March 24, 2017 -- At a meeting of its Board of Directors this week, Essilor International took steps that moved along its proposed merger with eyewear giant Luxottica. At the meeting, the Board signed draft agreements regarding Delfin’s (Luxottica's holding company) financial contribution and the make-up of the new EssilorLuxottica governing board.
(You can read the entire statement here)
The Board took the steps after “having obtained the favorable opinions of the employee representative bodies on the proposed combination with Luxottica… and with the overwhelming support of Valoptec Association, an organization that brings together most of Essilor’s employee shareholders (accounting for approximately 8% of the share capital).
Essilor’s Board signed the draft contribution agreements relating to
-- the transfer by Essilor International of substantially all of its activities and shareholdings to its fully-owned subsidiary, Delamare Sovra, to be renamed Essilor International; and
-- the contribution by Delfin of all its shares in Luxottica (62.55%) in exchange for new shares issued by Essilor, based on an exchange ratio of 0.461 Essilor share for one Luxottica share.
The proposed Board of Directors of EssilorLuxottica, as of the closing date of the Luxottica share contribution, would comprise eight people from Delfin and eight from Essilor International.
- Leonardo Del Vecchio, executive chairman and CEO of EssilorLuxottica;
- Three directors representative of Delfin: Romolo Bardin, Giovanni Giallombardo and Francesco Milleri; and four additional directors: Rafaella Mazzoli, Gianni Mion, Lucia Morselli and Cristina Scocchia.
From Essilor International:
- Hubert Sagnières, executive vice-chairman and deputy CEO of EssilorLuxottica;
- Juliette Favre, employee shareholder representative and chairman of Valoptec Association;
- Four directors from Essilor’s current Board of Directors (Henrietta Fore, Bernard Hours, Annette Messemer and Olivier Pécoux; and two directors representing employees who will be appointed by the Works Council by the end of October 2017.
Essilor also named new members to its Board of Directors, to be approved at the shareholders meeting in May. See them here.

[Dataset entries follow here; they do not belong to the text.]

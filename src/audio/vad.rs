//! Voice-activity detection.
//!
//! Two interchangeable strategies, selected by configuration:
//!
//! * [`RmsVad`] — buffer-level RMS energy with hysteresis.  The activation
//!   threshold is higher than the sustain threshold, so brief dips below
//!   speaking level do not flap the detector between speech and silence.
//! * [`FrameVad`] — splits the buffer into exact 10/20/30 ms frames and
//!   classifies each frame from energy plus zero-crossing rate; the buffer
//!   is speech when enough frames vote speech.  A trailing partial frame is
//!   classified when at least half a frame of samples remains, otherwise
//!   ignored.
//!
//! Both strategies report one boolean per capture buffer.  All silence
//! accounting happens in [`SilenceTracker`] and is time-based (milliseconds
//! of buffer duration), so the two backends never diverge in units.

use crate::config::{VadBackend, VadConfig};

// ---------------------------------------------------------------------------
// VoiceActivityDetector
// ---------------------------------------------------------------------------

/// Classifies one capture buffer as speech or silence.
///
/// Implementations may keep internal state (hysteresis) and are driven from
/// the capture loop only.  `Sync` is required because the detector lives,
/// transitively, inside the session task future that the controller spawns.
pub trait VoiceActivityDetector: Send + Sync {
    /// `true` when `samples` (16 kHz mono PCM) contain speech.
    fn is_speech(&mut self, samples: &[i16]) -> bool;
}

/// Build the configured detector.
pub fn build_detector(config: &VadConfig) -> Box<dyn VoiceActivityDetector> {
    match config.backend {
        VadBackend::Rms => Box::new(RmsVad::new(
            config.activation_threshold,
            config.sustain_threshold,
        )),
        VadBackend::Frame => Box::new(FrameVad::new(config.frame_ms, config.activation_threshold)),
    }
}

/// Normalized RMS amplitude of 16-bit samples, in `[0.0, 1.0]`.
fn rms(samples: &[i16]) -> f32 {
    if samples.is_empty() {
        return 0.0;
    }
    let sum_sq: f64 = samples
        .iter()
        .map(|&s| {
            let v = s as f64 / i16::MAX as f64;
            v * v
        })
        .sum();
    (sum_sq / samples.len() as f64).sqrt() as f32
}

// ---------------------------------------------------------------------------
// RmsVad
// ---------------------------------------------------------------------------

/// Energy detector with activation/sustain hysteresis.
///
/// While inactive, a buffer must reach `activation` to count as speech.
/// Once active, the lower `sustain` level keeps the detector active, so a
/// speaker trailing off does not register as silence one buffer too early.
pub struct RmsVad {
    activation: f32,
    sustain: f32,
    active: bool,
}

impl RmsVad {
    /// `sustain` is clamped to at most `activation`; a sustain above the
    /// activation level would invert the hysteresis.
    pub fn new(activation: f32, sustain: f32) -> Self {
        Self {
            activation,
            sustain: sustain.min(activation),
            active: false,
        }
    }
}

impl VoiceActivityDetector for RmsVad {
    fn is_speech(&mut self, samples: &[i16]) -> bool {
        let level = rms(samples);
        let threshold = if self.active {
            self.sustain
        } else {
            self.activation
        };
        self.active = level >= threshold;
        self.active
    }
}

// ---------------------------------------------------------------------------
// FrameVad
// ---------------------------------------------------------------------------

/// Fixed-frame binary classifier.
///
/// Works on exact 10/20/30 ms frames at 16 kHz.  A frame votes speech when
/// its energy clears the threshold and its zero-crossing rate is above the
/// near-DC floor (rejects rumble and constant offset).  The buffer is
/// speech when at least a third of its frames vote speech.
pub struct FrameVad {
    frame_samples: usize,
    energy_threshold: f32,
}

/// Minimum zero-crossing rate for a voiced frame.
const MIN_ZERO_CROSSING_RATE: f32 = 0.005;

impl FrameVad {
    /// # Panics
    ///
    /// Panics when `frame_ms` is not 10, 20 or 30.
    pub fn new(frame_ms: u32, energy_threshold: f32) -> Self {
        assert!(
            matches!(frame_ms, 10 | 20 | 30),
            "FrameVad frame length must be 10, 20 or 30 ms"
        );
        Self {
            frame_samples: (frame_ms as usize) * 16, // at 16 kHz
            energy_threshold,
        }
    }

    fn classify_frame(&self, frame: &[i16]) -> bool {
        if rms(frame) < self.energy_threshold {
            return false;
        }
        let crossings = frame
            .windows(2)
            .filter(|w| (w[0] >= 0) != (w[1] >= 0))
            .count();
        let zcr = crossings as f32 / frame.len().max(1) as f32;
        zcr >= MIN_ZERO_CROSSING_RATE
    }
}

impl VoiceActivityDetector for FrameVad {
    fn is_speech(&mut self, samples: &[i16]) -> bool {
        let mut frames = 0usize;
        let mut voiced = 0usize;

        for frame in samples.chunks(self.frame_samples) {
            if frame.len() < self.frame_samples && frame.len() < self.frame_samples / 2 {
                // Too little trailing data to classify meaningfully.
                continue;
            }
            frames += 1;
            if self.classify_frame(frame) {
                voiced += 1;
            }
        }

        frames > 0 && voiced * 3 >= frames
    }
}

// ---------------------------------------------------------------------------
// SilenceTracker
// ---------------------------------------------------------------------------

/// Time-based silence accounting shared by both VAD backends.
///
/// Silence accumulates only after speech has been observed at least once;
/// a session where the user never speaks is handled by the separate
/// no-speech timeout, not by this tracker.
pub struct SilenceTracker {
    threshold_ms: u64,
    accumulated_ms: u64,
    speech_seen: bool,
}

impl SilenceTracker {
    pub fn new(threshold_ms: u64) -> Self {
        Self {
            threshold_ms,
            accumulated_ms: 0,
            speech_seen: false,
        }
    }

    /// Record one classified buffer of `buffer_ms` duration.
    ///
    /// Returns `true` exactly when accumulated trailing silence reaches the
    /// threshold.
    pub fn observe(&mut self, is_speech: bool, buffer_ms: u64) -> bool {
        if is_speech {
            self.speech_seen = true;
            self.accumulated_ms = 0;
            return false;
        }
        if !self.speech_seen {
            return false;
        }
        self.accumulated_ms += buffer_ms;
        self.accumulated_ms >= self.threshold_ms
    }

    pub fn speech_seen(&self) -> bool {
        self.speech_seen
    }
}

// ---------------------------------------------------------------------------
// Tests
// ---------------------------------------------------------------------------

Essilor International will hold two shareholders’ meetings (a special meeting of holders of shares with double voting rights attached and a combined general shareholders’ meeting) on May 11, 2017.
Essilor also noted that in addition to these agreements and appoints, “discussions concerning the notification process of the transaction to anti-trust authorities are progressing.”
According to Essilor, closing of the transaction is expected during the second half of 2017, subject to the fulfillment of the conditions precedent (authorizations by the authorities concerned), and would be followed by the mandatory public exchange offer initiated by EssilorLuxottica regarding all the shares issued by Luxottica that will remain outstanding.